Sharda, Polly and Shadma in the middle, as they've discovered what my didi Barkha had done in Antakshari |
Naughty
Sharda was pretty hard working, unless she could avoid it… She generally
brought aloo phulka in tiffin after cooking the same herself! She looked after
her younger siblings and diligently helped out at home.
But in
school, we got the best of her witty comments and giggles and also physical
fights in good spirit. You ask her and she will tell you all about the comments
made by one ‘bhaen’ (van- cart rickshaw) guy to our ‘bhaen’ (van- cart
rickshaw) guy in Ballygunge, a village where Shadma had taken us for a picnic.
We were
going from Shadma’s property in the village to the really large and ancient
well near a dargaah. The mode of travel was a cart fitted with cycle, commonly pronounced
as ‘bhaen’. Apparently, Polly and I were bringing the ‘bhaen’ down at the back
and the driver could not cycle at optimum speed, according to Sharda who
interpreted as well as related the passing van-driver’s comment, “peechhe mein
weight jaada ho gaya hai”… We do not know what had really passed. But there
were Nauras, Shadma, Sharda, Polly and Nazaaqat at least, if not Sushma also on
the van…
Sharda and I, clicked by her niece Jil |
Sharda suggested we make Polly jealous so she visits soon |
I finally
reached Mulund East yesterday to meet with Sharda at her home (It takes 2 hrs
30 mins from Malad West, where I live!). She came downstairs to greet me! Sweet, soft-spoken and ever
so graceful, she fed me with delicious home-cooked food after apologizing umpteen
number of times that she had not made anything special as I had made her cook
special Gujarati delicacies twice already without turning up. I didn’t even
bother to put her at ease, hungrily lapping up tasty alu-bhaji, daal, gazab
roti, Tikiya on chutney toast, more chutney, ‘chhaas’, ‘mithai’ and unbelievable
‘Srikhand’. Some of it was prepared by her girls, (She wishes her son would
learn cooking too) her own daughter and her ‘devrani’/sister-in-law’s daughter.
Sharda introduced me to the latter and their ‘bua-saas’/aunt-in-law also.

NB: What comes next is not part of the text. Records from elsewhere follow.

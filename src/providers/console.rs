//! Console provider implementation

use super::text_line;
use crate::config::ConfigSection;
use crate::core::{LogEntry, LogLevel, LogProvider, Result};
use async_trait::async_trait;
use colored::Colorize;
use serde::Deserialize;
use std::io::Write;

/// Settings accepted by the `console` provider kind
#[derive(Debug, Clone, Deserialize)]
#[serde(default, rename_all = "camelCase")]
pub struct ConsoleSettings {
    pub colors: bool,
}

impl Default for ConsoleSettings {
    fn default() -> Self {
        Self { colors: true }
    }
}

/// Writes one text line per entry to stdout, or stderr for Error and above
pub struct ConsoleLogProvider {
    use_colors: bool,
}

impl ConsoleLogProvider {
    pub fn new() -> Self {
        Self { use_colors: true }
    }

    pub fn with_colors(use_colors: bool) -> Self {
        Self { use_colors }
    }

    /// Build from a provider settings subtree
    pub fn from_section(section: &ConfigSection) -> Result<Self> {
        let settings: ConsoleSettings = section.bind()?;
        Ok(Self::with_colors(settings.colors))
    }

    pub fn uses_colors(&self) -> bool {
        self.use_colors
    }

    fn format(&self, entry: &LogEntry) -> String {
        let level = format!("{:5}", entry.level.to_str());
        if self.use_colors {
            text_line(entry, &level.color(entry.level.color_code()).to_string())
        } else {
            text_line(entry, &level)
        }
    }
}

impl Default for ConsoleLogProvider {
    fn default() -> Self {
        Self::new()
    }
}

#[async_trait]
impl LogProvider for ConsoleLogProvider {
    async fn write(&self, entry: &LogEntry) -> Result<()> {
        let output = self.format(entry);

        // Route Error, Fatal and Audit to stderr, others to stdout
        match entry.level {
            LogLevel::Error | LogLevel::Fatal | LogLevel::Audit => {
                writeln!(std::io::stderr().lock(), "{}", output)?
            }
            _ => writeln!(std::io::stdout().lock(), "{}", output)?,
        }
        Ok(())
    }

    async fn flush(&self) -> Result<()> {
        // Flush both stdout and stderr since we write to both
        std::io::stdout().flush()?;
        std::io::stderr().flush()?;
        Ok(())
    }

    fn name(&self) -> &str {
        "console"
    }
}

#[cfg(test)]
mod tests {
    use super::*;
    use serde_json::json;

    #[test]
    fn test_plain_format() {
        let provider = ConsoleLogProvider::with_colors(false);
        let line = provider.format(&LogEntry::new(LogLevel::Info, "line1\nline2"));
        assert!(line.contains("[INFO ] line1\\nline2"));
    }

    #[test]
    fn test_from_section() {
        let section = ConfigSection::from_value("value", json!({ "colors": false }));
        let provider = ConsoleLogProvider::from_section(&section).unwrap();
        assert!(!provider.uses_colors());

        let pascal = ConfigSection::from_value("value", json!({ "Colors": false }));
        assert!(!ConsoleLogProvider::from_section(&pascal).unwrap().uses_colors());

        let defaults = ConfigSection::from_value("value", json!(null));
        assert!(ConsoleLogProvider::from_section(&defaults).unwrap().uses_colors());
    }

    #[tokio::test]
    async fn test_write_succeeds() {
        let provider = ConsoleLogProvider::with_colors(false);
        provider
            .write(&LogEntry::new(LogLevel::Debug, "console test"))
            .await
            .unwrap();
        provider.flush().await.unwrap();
    }
}
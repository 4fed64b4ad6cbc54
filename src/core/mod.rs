//! Core logger types and traits

pub mod configuration;
pub mod context_provider;
pub mod dispatch;
pub mod error;
pub mod error_handler;
pub mod log_entry;
pub mod log_level;
pub mod log_provider;
pub mod logger;
pub mod metrics;
pub mod sanitizer;

pub use configuration::{
    LiveConfiguration, LoggerConfiguration, LoggerSettings, DEFAULT_CONCURRENCY_LEVEL,
};
pub use context_provider::ContextProvider;
pub use dispatch::{DispatchMode, LogDispatch};
pub use error::{LoggerError, ProviderFailure, Result};
pub use error_handler::{ErrorCallback, ErrorReport, ErrorReporter};
pub use log_entry::{CallerInfo, ExceptionInfo, ExtendedProperties, LogEntry};
pub use log_level::LogLevel;
pub use log_provider::LogProvider;
pub use logger::{Logger, LoggerBuilder, DEFAULT_LOGGER_NAME, DEFAULT_SHUTDOWN_TIMEOUT};
pub use metrics::LoggerMetrics;
pub use sanitizer::{PropertySanitizer, RedactKeys};
//! # Rust Logger Core
//!
//! An application-embedded logging core: a level gate, context enrichment,
//! and bounded-concurrency fan-out to independent log providers, plus
//! configuration-driven loggers that follow configuration changes.
//!
//! ## Features
//!
//! - **Isolated fan-out**: each provider write runs in its own task, so a
//!   failing or panicking provider never affects the others
//! - **Blocking or detached dispatch**: wait for every provider or return
//!   immediately, per call or per logger
//! - **Hot reload**: [`ReloadingLogger`] handles swap to a rebuilt logger when
//!   their definition changes
//! - **Failure reporting**: provider, enrichment and reload failures go to a
//!   single error callback
//!
//! ## Quick start
//!
//! ```
//! use rust_logger_core::prelude::*;
//! use serde_json::json;
//!
//! # #[tokio::main(flavor = "current_thread")]
//! # async fn main() -> Result<()> {
//! let config = LoggingConfiguration::new(ConfigSection::root(json!({
//!     "name": "app",
//!     "level": "Info",
//!     "contextProviders": "thread"
//! })));
//!
//! let logger = config.resolve("app")?;
//! logger
//!     .log(LogEntry::new(LogLevel::Info, "started"), Some(DispatchMode::Blocking), None)
//!     .await?;
//! # Ok(())
//! # }
//! ```

pub mod config;
pub mod context;
pub mod core;
pub mod diagnostics;
pub mod macros;
pub mod providers;

pub mod prelude {
    pub use crate::config::{ConfigSection, LoggingConfiguration, ProviderRegistry, ReloadingLogger};
    pub use crate::context::{ContextGuard, StaticContextProvider, ThreadContextProvider};
    pub use crate::core::{
        CallerInfo, ContextProvider, DispatchMode, ErrorCallback, ErrorReport, ExceptionInfo,
        ExtendedProperties, LiveConfiguration, LogDispatch, LogEntry, LogLevel, LogProvider,
        Logger, LoggerBuilder, LoggerConfiguration, LoggerError, LoggerMetrics, LoggerSettings,
        PropertySanitizer, RedactKeys, Result, DEFAULT_LOGGER_NAME, DEFAULT_SHUTDOWN_TIMEOUT,
    };
    pub use crate::diagnostics::{StepLogger, STEP_REPORT_KEY};
    #[cfg(feature = "console")]
    pub use crate::providers::ConsoleLogProvider;
    pub use crate::providers::MemoryLogProvider;
    #[cfg(feature = "file")]
    pub use crate::providers::{FileFormat, FileLogProvider};
}

pub use config::{ConfigSection, LoggingConfiguration, ProviderRegistry, ReloadingLogger};
pub use core::{
    CallerInfo, ContextProvider, DispatchMode, ErrorCallback, ErrorReport, ExceptionInfo,
    ExtendedProperties, LogDispatch, LogEntry, LogLevel, LogProvider, Logger, LoggerBuilder,
    LoggerConfiguration, LoggerError, LoggerMetrics, LoggerSettings, Result, DEFAULT_LOGGER_NAME,
    DEFAULT_SHUTDOWN_TIMEOUT,
};
pub use providers::MemoryLogProvider;
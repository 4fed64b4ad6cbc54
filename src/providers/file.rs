//! File provider for non-blocking log file writing
//!
//! Uses tokio::fs for fully asynchronous file I/O. The file is opened on the
//! first write so the provider can be built from synchronous code, such as a
//! configuration factory.

use super::text_line;
use crate::config::ConfigSection;
use crate::core::{LogEntry, LoggerError, LogProvider, Result};
use async_trait::async_trait;
use serde::Deserialize;
use std::path::{Path, PathBuf};
use tokio::fs::{File, OpenOptions};
use tokio::io::{AsyncWriteExt, BufWriter};
use tokio::sync::Mutex;

/// Line format written by [`FileLogProvider`]
#[derive(Debug, Clone, Copy, PartialEq, Eq, Default, Deserialize)]
#[serde(rename_all = "lowercase")]
pub enum FileFormat {
    /// Human-readable single line per entry
    #[default]
    Text,
    /// One JSON object per line
    Json,
}

/// Settings accepted by the `file` provider kind
#[derive(Debug, Clone, Deserialize)]
#[serde(rename_all = "camelCase")]
pub struct FileSettings {
    pub path: PathBuf,
    #[serde(default)]
    pub format: FileFormat,
    #[serde(default = "default_buffer_size")]
    pub buffer_size: usize,
    #[serde(default = "default_auto_flush")]
    pub auto_flush: bool,
}

fn default_buffer_size() -> usize {
    FileLogProvider::DEFAULT_BUFFER_SIZE
}

fn default_auto_flush() -> bool {
    true
}

/// Appends entries to a file
///
/// With `auto_flush` disabled, buffered data (up to `buffer_size` bytes) is
/// only guaranteed on disk after [`LogProvider::flush`]; `Logger::shutdown`
/// calls it for you.
///
/// # Example
///
/// ```no_run
/// use rust_logger_core::prelude::*;
///
/// # async fn example() -> Result<()> {
/// let provider = FileLogProvider::new("logs/app.log").with_format(FileFormat::Json);
///
/// provider.write(&LogEntry::new(LogLevel::Info, "Hello async world!")).await?;
/// provider.flush().await?;
/// # Ok(())
/// # }
/// ```
pub struct FileLogProvider {
    path: PathBuf,
    format: FileFormat,
    buffer_size: usize,
    auto_flush: bool,
    writer: Mutex<Option<BufWriter<File>>>,
}

impl FileLogProvider {
    /// Default buffer size (64 KB)
    pub const DEFAULT_BUFFER_SIZE: usize = 64 * 1024;

    pub fn new(path: impl AsRef<Path>) -> Self {
        Self {
            path: path.as_ref().to_path_buf(),
            format: FileFormat::Text,
            buffer_size: Self::DEFAULT_BUFFER_SIZE,
            auto_flush: true,
            writer: Mutex::new(None),
        }
    }

    /// Build from a provider settings subtree
    pub fn from_section(section: &ConfigSection) -> Result<Self> {
        let settings: FileSettings = section.bind()?;
        if settings.buffer_size == 0 {
            return Err(LoggerError::config("file provider", "bufferSize must be greater than zero"));
        }
        Ok(Self::new(settings.path)
            .with_format(settings.format)
            .with_buffer_size(settings.buffer_size)
            .with_auto_flush(settings.auto_flush))
    }

    #[must_use]
    pub fn with_format(mut self, format: FileFormat) -> Self {
        self.format = format;
        self
    }

    #[must_use]
    pub fn with_buffer_size(mut self, buffer_size: usize) -> Self {
        self.buffer_size = buffer_size.max(1);
        self
    }

    #[must_use]
    pub fn with_auto_flush(mut self, auto_flush: bool) -> Self {
        self.auto_flush = auto_flush;
        self
    }

    /// Get the log file path
    pub fn path(&self) -> &Path {
        &self.path
    }

    pub fn format(&self) -> FileFormat {
        self.format
    }

    pub fn buffer_size(&self) -> usize {
        self.buffer_size
    }

    async fn open(&self) -> Result<BufWriter<File>> {
        // Create parent directories if they don't exist
        if let Some(parent) = self.path.parent() {
            if !parent.as_os_str().is_empty() {
                tokio::fs::create_dir_all(parent).await?;
            }
        }

        let file = OpenOptions::new()
            .create(true)
            .append(true)
            .open(&self.path)
            .await?;

        Ok(BufWriter::with_capacity(self.buffer_size, file))
    }

    fn render(&self, entry: &LogEntry) -> Result<String> {
        let mut line = match self.format {
            FileFormat::Text => text_line(entry, &format!("{:5}", entry.level.to_str())),
            FileFormat::Json => serde_json::to_string(entry)?,
        };
        line.push('\n');
        Ok(line)
    }
}

#[async_trait]
impl LogProvider for FileLogProvider {
    async fn write(&self, entry: &LogEntry) -> Result<()> {
        let line = self.render(entry)?;

        let mut guard = self.writer.lock().await;
        if guard.is_none() {
            *guard = Some(self.open().await?);
        }
        let writer = guard
            .as_mut()
            .ok_or_else(|| LoggerError::writer("log file is not open"))?;

        writer.write_all(line.as_bytes()).await?;
        if self.auto_flush {
            writer.flush().await?;
        }
        Ok(())
    }

    async fn flush(&self) -> Result<()> {
        if let Some(writer) = self.writer.lock().await.as_mut() {
            writer.flush().await.map_err(LoggerError::from)?;
        }
        Ok(())
    }

    fn name(&self) -> &str {
        "file"
    }
}

#[cfg(test)]
mod tests {
    use super::*;
    use crate::core::{CallerInfo, LogLevel};
    use serde_json::json;
    use tempfile::tempdir;

    #[tokio::test]
    async fn test_text_write() {
        let dir = tempdir().expect("Failed to create temp dir");
        let log_path = dir.path().join("nested").join("test.log");

        let provider = FileLogProvider::new(&log_path);
        let entry = LogEntry::new(LogLevel::Info, "Test message")
            .with_caller(CallerInfo::new("run", "test.rs", 42));
        provider.write(&entry).await.expect("Failed to write");

        let content = tokio::fs::read_to_string(&log_path)
            .await
            .expect("Failed to read log file");

        assert!(content.contains("Test message"));
        assert!(content.contains("INFO"));
        assert!(content.contains("test.rs:42"));
    }

    #[tokio::test]
    async fn test_json_lines() {
        let dir = tempdir().expect("Failed to create temp dir");
        let log_path = dir.path().join("test.jsonl");

        let provider = FileLogProvider::new(&log_path)
            .with_format(FileFormat::Json)
            .with_auto_flush(false);

        for i in 0..10 {
            let entry = LogEntry::new(LogLevel::Warn, format!("Message {}", i)).with_property("i", i);
            provider.write(&entry).await.expect("Failed to write");
        }
        provider.flush().await.expect("Failed to flush");

        let content = tokio::fs::read_to_string(&log_path)
            .await
            .expect("Failed to read log file");

        let lines: Vec<&str> = content.lines().collect();
        assert_eq!(lines.len(), 10);

        let first: serde_json::Value = serde_json::from_str(lines[0]).unwrap();
        assert_eq!(first["message"], json!("Message 0"));
        assert_eq!(first["extendedProperties"]["i"], json!(0));
    }

    #[test]
    fn test_from_section() {
        let section = ConfigSection::from_value(
            "value",
            json!({ "path": "logs/app.log", "format": "json", "bufferSize": 1024 }),
        );
        let provider = FileLogProvider::from_section(&section).unwrap();

        assert_eq!(provider.path(), Path::new("logs/app.log"));
        assert_eq!(provider.format(), FileFormat::Json);
        assert_eq!(provider.buffer_size(), 1024);
    }

    #[test]
    fn test_from_section_ignores_key_case() {
        let section = ConfigSection::from_value(
            "value",
            json!({ "Path": "logs/app.log", "Format": "json", "BufferSize": 2048, "AutoFlush": false }),
        );
        let provider = FileLogProvider::from_section(&section).unwrap();

        assert_eq!(provider.format(), FileFormat::Json);
        assert_eq!(provider.buffer_size(), 2048);
        assert!(!provider.auto_flush);

        let zero = ConfigSection::from_value("value", json!({ "PATH": "x.log", "BUFFERSIZE": 0 }));
        assert!(FileLogProvider::from_section(&zero).is_err());
    }

    #[test]
    fn test_from_section_requires_path() {
        let section = ConfigSection::from_value("value", json!({ "format": "text" }));
        assert!(matches!(
            FileLogProvider::from_section(&section),
            Err(LoggerError::InvalidConfiguration { .. })
        ));
    }
}
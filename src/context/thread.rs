//! Thread identity context

use crate::core::{ContextProvider, ExtendedProperties, LogEntry, Result};
use std::cell::RefCell;

pub const THREAD_ID_KEY: &str = "ThreadId";
pub const THREAD_NAME_KEY: &str = "ThreadName";

// Thread-local caches for thread information to avoid repeated allocations
thread_local! {
    static THREAD_ID_CACHE: RefCell<Option<String>> = const { RefCell::new(None) };
    static THREAD_NAME_CACHE: RefCell<Option<Option<String>>> = const { RefCell::new(None) };
}

fn current_thread_id() -> String {
    THREAD_ID_CACHE.with(|cache| {
        cache
            .borrow_mut()
            .get_or_insert_with(|| format!("{:?}", std::thread::current().id()))
            .clone()
    })
}

fn current_thread_name() -> Option<String> {
    THREAD_NAME_CACHE.with(|cache| {
        cache
            .borrow_mut()
            .get_or_insert_with(|| std::thread::current().name().map(String::from))
            .clone()
    })
}

/// Adds the logging thread's id and name
///
/// Context providers run on the thread that issued the log call, so these
/// describe the caller rather than a dispatch worker.
#[derive(Debug, Clone, Default)]
pub struct ThreadContextProvider;

impl ThreadContextProvider {
    pub fn new() -> Self {
        Self
    }
}

impl ContextProvider for ThreadContextProvider {
    fn contribute(&self, _entry: &LogEntry) -> Result<ExtendedProperties> {
        let mut properties = ExtendedProperties::new().with(THREAD_ID_KEY, current_thread_id());
        if let Some(name) = current_thread_name() {
            properties.insert(THREAD_NAME_KEY, name);
        }
        Ok(properties)
    }

    fn name(&self) -> &str {
        "thread"
    }
}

Sharda's niece and nephew Jil & Deep. |
Sharda still
looks after her younger sisters who are married in Mumbai, what with her mother
and younger brother gone in an accident. She sent me off with a beautiful
necklace and some home-ground white dhokla-powder. An ideal human being, beautifully
living in the joint-family set-up in separate floors of a building, where the
children celebrate togetherness, busy to the T, I am so looking forward to our next
meeting.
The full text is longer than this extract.